(Dataset entries)

▼

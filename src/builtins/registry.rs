use std::collections::HashMap;

use crate::builtins;
use crate::engine::{ExecutionResult, Shell};
use crate::error::ShellError;
use crate::parser::Statement;

pub type BuiltinRunner = fn(&mut Statement, &Shell) -> Result<ExecutionResult, ShellError>;

#[derive(Clone, Copy)]
pub struct CommandInfo {
    pub name: &'static str,
    pub description: &'static str,
    pub usage: &'static str,
    /// Must run in a separate process with its own mount namespace.
    pub isolated: bool,
    pub run: BuiltinRunner,
}

/// Commands run by the interpreter itself.
pub const BUILTINS: &[CommandInfo] = &[
    builtins::cd::COMMAND_INFO_CD,
    builtins::cd::COMMAND_INFO_PWD,
    builtins::echo::COMMAND_INFO,
    builtins::envdir::COMMAND_INFO,
    builtins::help::COMMAND_INFO,
    builtins::system::COMMAND_INFO_EXIT,
    builtins::tasks::COMMAND_INFO,
    builtins::wait::COMMAND_INFO,
];

/// Commands selected by the name the program was invoked under.
#[cfg(target_os = "linux")]
pub const FORK_BUILTINS: &[CommandInfo] = &[
    builtins::bindrun::COMMAND_INFO,
];

#[cfg(not(target_os = "linux"))]
pub const FORK_BUILTINS: &[CommandInfo] = &[];

/// The two builtin tables. A name may live in at most one of them.
#[derive(Default)]
pub struct Registry {
    builtins: HashMap<&'static str, CommandInfo>,
    fork_builtins: HashMap<&'static str, CommandInfo>,
}

impl Registry {
    pub fn add_builtin(&mut self, info: CommandInfo) -> Result<(), ShellError> {
        self.check_free(info.name)?;
        self.builtins.insert(info.name, info);
        Ok(())
    }

    pub fn add_fork_builtin(&mut self, info: CommandInfo) -> Result<(), ShellError> {
        self.check_free(info.name)?;
        self.fork_builtins.insert(info.name, info);
        Ok(())
    }

    fn check_free(&self, name: &str) -> Result<(), ShellError> {
        if self.builtins.contains_key(name) {
            return Err(ShellError::AlreadyBuiltin(name.to_string()));
        }
        if self.fork_builtins.contains_key(name) {
            return Err(ShellError::AlreadyForkBuiltin(name.to_string()));
        }
        Ok(())
    }

    pub fn builtin(&self, name: &str) -> Option<&CommandInfo> {
        self.builtins.get(name)
    }

    pub fn fork_builtin(&self, name: &str) -> Option<&CommandInfo> {
        self.fork_builtins.get(name)
    }

    /// Every entry of both tables, sorted by name.
    pub fn entries(&self) -> Vec<&CommandInfo> {
        let mut all: Vec<&CommandInfo> = self.builtins.values().chain(self.fork_builtins.values()).collect();
        all.sort_by_key(|info| info.name);
        all
    }
}

pub fn default_registry() -> Result<Registry, ShellError> {
    let mut registry = Registry::default();
    for info in BUILTINS {
        registry.add_builtin(*info)?;
    }
    for info in FORK_BUILTINS {
        registry.add_fork_builtin(*info)?;
    }
    Ok(registry)
}
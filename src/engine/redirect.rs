use std::fs::File;
use std::io::{self, PipeReader, PipeWriter, Read, Write};
use std::path::Path;
use std::process::Stdio;

use crate::error::ShellError;
use crate::parser::{Link, Statement, STDERR, STDIN, STDOUT};

use super::path::expand_home;
use super::state::Shell;
use super::tasks::TaskKind;

/// Where a statement reads from.
#[derive(Debug, Default)]
pub enum Input {
    #[default]
    Inherit,
    File(File),
    Pipe(PipeReader),
}

/// Where a statement writes to.
#[derive(Debug)]
pub enum Output {
    Stdout,
    Stderr,
    File(File),
    Pipe(PipeWriter),
}

/// The three endpoints bound to a statement.
#[derive(Debug)]
pub struct Streams {
    pub stdin: Input,
    pub stdout: Output,
    pub stderr: Output,
}

impl Default for Streams {
    fn default() -> Self {
        Streams { stdin: Input::Inherit, stdout: Output::Stdout, stderr: Output::Stderr }
    }
}

impl Input {
    pub fn into_stdio(self) -> Stdio {
        match self {
            Input::Inherit => Stdio::inherit(),
            Input::File(f) => Stdio::from(f),
            Input::Pipe(r) => Stdio::from(r),
        }
    }
}

impl Output {
    pub fn into_stdio(self) -> Stdio {
        match self {
            Output::Stdout | Output::Stderr => Stdio::inherit(),
            Output::File(f) => Stdio::from(f),
            Output::Pipe(w) => Stdio::from(w),
        }
    }
}

impl Read for Input {
    fn read(&mut self, buf: &mut [u8]) -> io::Result<usize> {
        match self {
            Input::Inherit => io::stdin().read(buf),
            Input::File(f) => f.read(buf),
            Input::Pipe(r) => r.read(buf),
        }
    }
}

impl Write for Output {
    fn write(&mut self, buf: &[u8]) -> io::Result<usize> {
        match self {
            Output::Stdout => io::stdout().write(buf),
            Output::Stderr => io::stderr().write(buf),
            Output::File(f) => f.write(buf),
            Output::Pipe(w) => w.write(buf),
        }
    }

    fn flush(&mut self) -> io::Result<()> {
        match self {
            Output::Stdout => io::stdout().flush(),
            Output::Stderr => io::stderr().flush(),
            Output::File(f) => f.flush(),
            Output::Pipe(w) => w.flush(),
        }
    }
}

/// Open a file for an input redirect (stdin).
pub fn open_stdin_redirect(path: &Path) -> Result<File, ShellError> {
    let path = expand_home(path);
    File::open(&path).map_err(|source| ShellError::Redirect { path, source })
}

/// Create or truncate a file for an output redirect (stdout/stderr).
pub fn open_output_redirect(path: &Path) -> Result<File, ShellError> {
    let path = expand_home(path);
    File::create(&path).map_err(|source| ShellError::Redirect { path, source })
}

/// Bind streams for every statement of a batch, in order.
///
/// A piped statement writes into one OS pipe and its successor reads from
/// another; a tracked relay task copies bytes between the two and closes the
/// downstream end once the upstream one is exhausted. Any failure abandons the
/// whole batch before anything has been started.
pub fn wire(batch: &mut [Statement], shell: &Shell) -> Result<(), ShellError> {
    let count = batch.len();
    let mut piped_in: Option<PipeReader> = None;

    for (i, stmt) in batch.iter_mut().enumerate() {
        let mut streams = Streams::default();

        streams.stdin = match piped_in.take() {
            Some(reader) => Input::Pipe(reader),
            None => match stmt.redirect(STDIN) {
                Some(path) => Input::File(open_stdin_redirect(path)?),
                None => Input::Inherit,
            },
        };

        if stmt.link == Link::Pipe {
            if i + 1 == count {
                return Err(ShellError::Parse(format!("`{}` pipes into nothing", stmt.name)));
            }
            let (relay_source, upstream) = io::pipe().map_err(ShellError::Pipe)?;
            let (downstream, relay_sink) = io::pipe().map_err(ShellError::Pipe)?;
            spawn_relay(shell, &stmt.name, relay_source, relay_sink)?;
            streams.stdout = Output::Pipe(upstream);
            piped_in = Some(downstream);
        } else if let Some(path) = stmt.redirect(STDOUT) {
            streams.stdout = Output::File(open_output_redirect(path)?);
        }

        if let Some(path) = stmt.redirect(STDERR) {
            streams.stderr = Output::File(open_output_redirect(path)?);
        }

        stmt.streams = streams;
    }

    Ok(())
}

fn spawn_relay(
    shell: &Shell,
    name: &str,
    mut source: PipeReader,
    mut sink: PipeWriter,
) -> Result<usize, ShellError> {
    let label = format!("{} |", name);
    shell.tasks().spawn(TaskKind::Relay, &label, move || {
        let copied = io::copy(&mut source, &mut sink).map_err(ShellError::Pipe)?;
        tracing::trace!(bytes = copied, "relay drained");
        Ok(())
    })
}

#[cfg(test)]
mod tests {
    use super::*;
    use crate::config::Config;
    use crate::parser::parse_line;
    use crate::engine::expand::expand;
    use std::fs;

    fn prepared(line: &str) -> (Shell, Vec<Statement>) {
        let shell = Shell::new(Config::default()).unwrap();
        let mut batch = parse_line(line).unwrap();
        expand(&mut batch, &shell).unwrap();
        (shell, batch)
    }

    #[test]
    fn test_defaults_inherit() {
        let (shell, mut batch) = prepared("ls -l");
        wire(&mut batch, &shell).unwrap();
        let streams = &batch[0].streams;
        assert!(matches!(streams.stdin, Input::Inherit));
        assert!(matches!(streams.stdout, Output::Stdout));
        assert!(matches!(streams.stderr, Output::Stderr));
    }

    #[test]
    fn test_output_redirect_truncates() {
        let dir = tempfile::tempdir().unwrap();
        let out = dir.path().join("out");
        fs::write(&out, "previous contents").unwrap();

        let (shell, mut batch) = prepared(&format!("ls > \"{}\" 2> \"{}/err\"", out.display(), dir.path().display()));
        wire(&mut batch, &shell).unwrap();

        assert!(matches!(batch[0].streams.stdout, Output::File(_)));
        assert!(matches!(batch[0].streams.stderr, Output::File(_)));
        assert_eq!(fs::read_to_string(&out).unwrap(), "");
        assert!(dir.path().join("err").exists());
    }

    #[test]
    fn test_missing_input_redirect_fails() {
        let (shell, mut batch) = prepared("cat < /nonexistent/rush/input");
        let err = wire(&mut batch, &shell).unwrap_err();
        assert!(matches!(err, ShellError::Redirect { .. }));
    }

    #[test]
    fn test_bad_output_path_aborts_whole_batch() {
        let dir = tempfile::tempdir().unwrap();
        let line = format!(
            "echo a > \"{}/first\" ; echo b > /nonexistent/rush/out",
            dir.path().display()
        );
        let (shell, mut batch) = prepared(&line);
        assert!(wire(&mut batch, &shell).is_err());
    }

    #[test]
    fn test_pipe_connects_neighbours_through_relay() {
        let (shell, mut batch) = prepared("echo hi | wc -c | cat");
        wire(&mut batch, &shell).unwrap();

        assert!(matches!(batch[0].streams.stdin, Input::Inherit));
        assert!(matches!(batch[0].streams.stdout, Output::Pipe(_)));
        assert!(matches!(batch[1].streams.stdin, Input::Pipe(_)));
        assert!(matches!(batch[1].streams.stdout, Output::Pipe(_)));
        assert!(matches!(batch[2].streams.stdin, Input::Pipe(_)));
        assert!(matches!(batch[2].streams.stdout, Output::Stdout));

        let relays = shell.tasks().snapshot();
        assert_eq!(relays.len(), 2);
        assert!(relays.iter().all(|t| t.kind == TaskKind::Relay));

        // Dropping the statements closes both ends, so the relays drain.
        drop(batch);
        assert_eq!(shell.tasks().wait(TaskKind::Relay), 2);
    }

    #[test]
    fn test_pipe_wins_over_stdout_redirect() {
        let dir = tempfile::tempdir().unwrap();
        let out = dir.path().join("never");
        let (shell, mut batch) = prepared(&format!("echo hi > \"{}\" | cat", out.display()));
        wire(&mut batch, &shell).unwrap();
        assert!(matches!(batch[0].streams.stdout, Output::Pipe(_)));
        assert!(!out.exists());
    }

    #[test]
    fn test_relay_copies_bytes_in_order() {
        let (shell, mut batch) = prepared("echo | cat");
        wire(&mut batch, &shell).unwrap();

        let mut upstream = std::mem::take(&mut batch[0].streams);
        let mut downstream = std::mem::take(&mut batch[1].streams);
        upstream.stdout.write_all(b"first\nsecond\n").unwrap();
        drop(upstream);

        let mut received = String::new();
        downstream.stdin.read_to_string(&mut received).unwrap();
        assert_eq!(received, "first\nsecond\n");
    }

    #[test]
    fn test_trailing_pipe_rejected() {
        let shell = Shell::new(Config::default()).unwrap();
        let mut batch = parse_line("echo hi").unwrap();
        expand(&mut batch, &shell).unwrap();
        batch[0].link = Link::Pipe;
        assert!(matches!(wire(&mut batch, &shell), Err(ShellError::Parse(_))));
    }
}
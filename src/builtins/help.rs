use std::io::Write;

use crate::builtins::registry::CommandInfo;
use crate::engine::{ExecutionResult, Shell};
use crate::error::ShellError;
use crate::parser::Statement;

pub const COMMAND_INFO: CommandInfo = CommandInfo {
    name: "help",
    description: "Display information about builtin commands.",
    usage: "help [name ...]\n\nWithout NAME, list every builtin with its description. Otherwise print\nthe usage of each NAME.",
    isolated: false,
    run: help_runner,
};

pub fn help_runner(stmt: &mut Statement, shell: &Shell) -> Result<ExecutionResult, ShellError> {
    let registry = shell.registry();
    let out = &mut stmt.streams.stdout;

    if stmt.args.is_empty() {
        let mut help_text = String::new();
        help_text.push_str("rush, version 0.1.0\n");
        help_text.push_str("These commands are defined internally. Type `help name` to find out more about `name`.\n");
        help_text.push_str("Commands marked * run in their own process.\n\n");

        let entries = registry.entries();
        let max_len = entries.iter().map(|b| b.name.len()).max().unwrap_or(0);
        for info in entries {
            let marker = if registry.fork_builtin(info.name).is_some() { "*" } else { " " };
            help_text.push_str(&format!("{}{:<width$}  {}\n", marker, info.name, info.description, width = max_len));
        }
        write!(out, "{}", help_text)?;
        return Ok(ExecutionResult::KeepRunning);
    }

    let mut missing = Vec::new();
    for name in &stmt.args {
        match registry.builtin(name).or_else(|| registry.fork_builtin(name)) {
            Some(info) => {
                writeln!(out, "{}: {}", info.name, info.description)?;
                writeln!(out, "{}", info.usage)?;
            }
            None => missing.push(name.as_str()),
        }
    }

    if missing.is_empty() {
        Ok(ExecutionResult::KeepRunning)
    } else {
        Err(ShellError::builtin("help", format!("no help topics match `{}`", missing.join("`, `"))))
    }
}

#[cfg(test)]
mod tests {
    use super::*;
    use crate::config::Config;
    use crate::engine::Output;
    use std::fs;

    #[test]
    fn test_help_lists_builtins() {
        let dir = tempfile::tempdir().unwrap();
        let path = dir.path().join("help");
        let shell = Shell::new(Config::default()).unwrap();

        let mut stmt = Statement::resolved("help", Vec::new());
        stmt.streams.stdout = Output::File(fs::File::create(&path).unwrap());
        help_runner(&mut stmt, &shell).unwrap();
        drop(stmt);

        let text = fs::read_to_string(&path).unwrap();
        assert!(text.contains(" cd "));
        assert!(text.contains(" envdir "));
    }

    #[test]
    fn test_help_unknown_topic() {
        let shell = Shell::new(Config::default()).unwrap();
        let mut stmt = Statement::resolved("help", vec!["frobnicate".to_string()]);
        let err = help_runner(&mut stmt, &shell).unwrap_err();
        assert!(err.to_string().contains("frobnicate"));
    }
}
use std::path::PathBuf;

use nom::{
    branch::alt,
    bytes::complete::{is_not, tag},
    character::complete::{char, multispace0, multispace1},
    combinator::{map, opt},
    sequence::{delimited, preceded},
    IResult,
    Parser,
};

use super::ast::{Arg, Link, Statement, STDERR, STDIN, STDOUT};

// ── Low-level nom parsers ──────────────────────────────────────────────────

pub fn parse_quoted_string(input: &str) -> IResult<&str, String> {
    let (input, content) = delimited(char('"'), opt(is_not("\"")), char('"')).parse(input)?;
    Ok((input, content.unwrap_or_default().to_string()))
}

pub fn parse_unquoted_string(input: &str) -> IResult<&str, String> {
    // Stop at whitespace, quotes, AND the operator / redirect characters ; & | > <
    let (input, content) = is_not(" \t\r\n\";|&><")(input)?;
    Ok((input, content.to_string()))
}

/// `$NAME`: an argument read from the environment directory.
fn parse_env_arg(input: &str) -> IResult<&str, Arg> {
    let (input, name) = preceded(char('$'), parse_unquoted_string).parse(input)?;
    Ok((input, Arg::env(&name)))
}

pub fn parse_arg(input: &str) -> IResult<&str, Arg> {
    alt((
        map(parse_quoted_string, |s| Arg::plain(&s)),
        parse_env_arg,
        map(parse_unquoted_string, |s| Arg::plain(&s)),
    ))
    .parse(input)
}

fn parse_word(input: &str) -> IResult<&str, String> {
    alt((parse_quoted_string, parse_unquoted_string)).parse(input)
}

// ── Redirect parsing ──────────────────────────────────────────────────────

/// Parse a redirect operator (`2>`, `>` or `<`) followed by a filename.
/// Returns the stream slot it targets.
fn parse_redirect(input: &str) -> IResult<&str, (usize, PathBuf)> {
    let (input, _) = multispace0(input)?;
    let (input, slot) = alt((
        map(tag("2>"), |_| STDERR),
        map(char('>'), |_| STDOUT),
        map(char('<'), |_| STDIN),
    ))
    .parse(input)?;
    let (input, _) = multispace0(input)?;
    let (input, file) = parse_word(input)?;
    Ok((input, (slot, PathBuf::from(file))))
}

// ── Single statement (with redirects) ─────────────────────────────────────

pub fn parse_statement(input: &str) -> IResult<&str, Statement> {
    let (mut rest, _) = multispace0(input)?;

    let (after_name, name) = parse_arg(rest)?;
    rest = after_name;

    let mut stmt = Statement::new(vec![name]);

    // Arguments and redirects interleave until an operator or end-of-input.
    loop {
        if let Ok((after_redir, (slot, file))) = parse_redirect(rest) {
            stmt.redirects[slot] = Some(file);
            rest = after_redir;
            continue;
        }

        if let Ok((after_arg, arg)) = preceded(multispace1, parse_arg).parse(rest) {
            stmt.raw_args.push(arg);
            rest = after_arg;
            continue;
        }

        break;
    }

    let (rest, _) = multispace0(rest)?;

    Ok((rest, stmt))
}

// ── Operator parsing ──────────────────────────────────────────────────────

#[derive(Debug, PartialEq, Eq, Clone, Copy)]
pub enum Operator {
    Link(Link),
    Background,
    Sequence,
}

impl Operator {
    pub fn symbol(self) -> &'static str {
        match self {
            Operator::Link(Link::Pipe) => "|",
            Operator::Link(Link::And) => "&&",
            Operator::Link(Link::Or) => "||",
            Operator::Link(Link::None) | Operator::Sequence => ";",
            Operator::Background => "&",
        }
    }
}

/// Parse an optional operator following a statement.
pub fn parse_operator(input: &str) -> IResult<&str, Option<Operator>> {
    let (input, _) = multispace0(input)?;
    opt(alt((
        // Two-character operators must come before single-character ones.
        map(tag("||"), |_| Operator::Link(Link::Or)),
        map(tag("&&"), |_| Operator::Link(Link::And)),
        map(char('|'), |_| Operator::Link(Link::Pipe)),
        map(char('&'), |_| Operator::Background),
        map(char(';'), |_| Operator::Sequence),
    )))
    .parse(input)
}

▲

Which lines of the records contain "PipeWriter"? Show each of them.

Written solution |
use std::io::{self, PipeReader, PipeWriter, Read, Write};
    Pipe(PipeWriter),
    mut sink: PipeWriter,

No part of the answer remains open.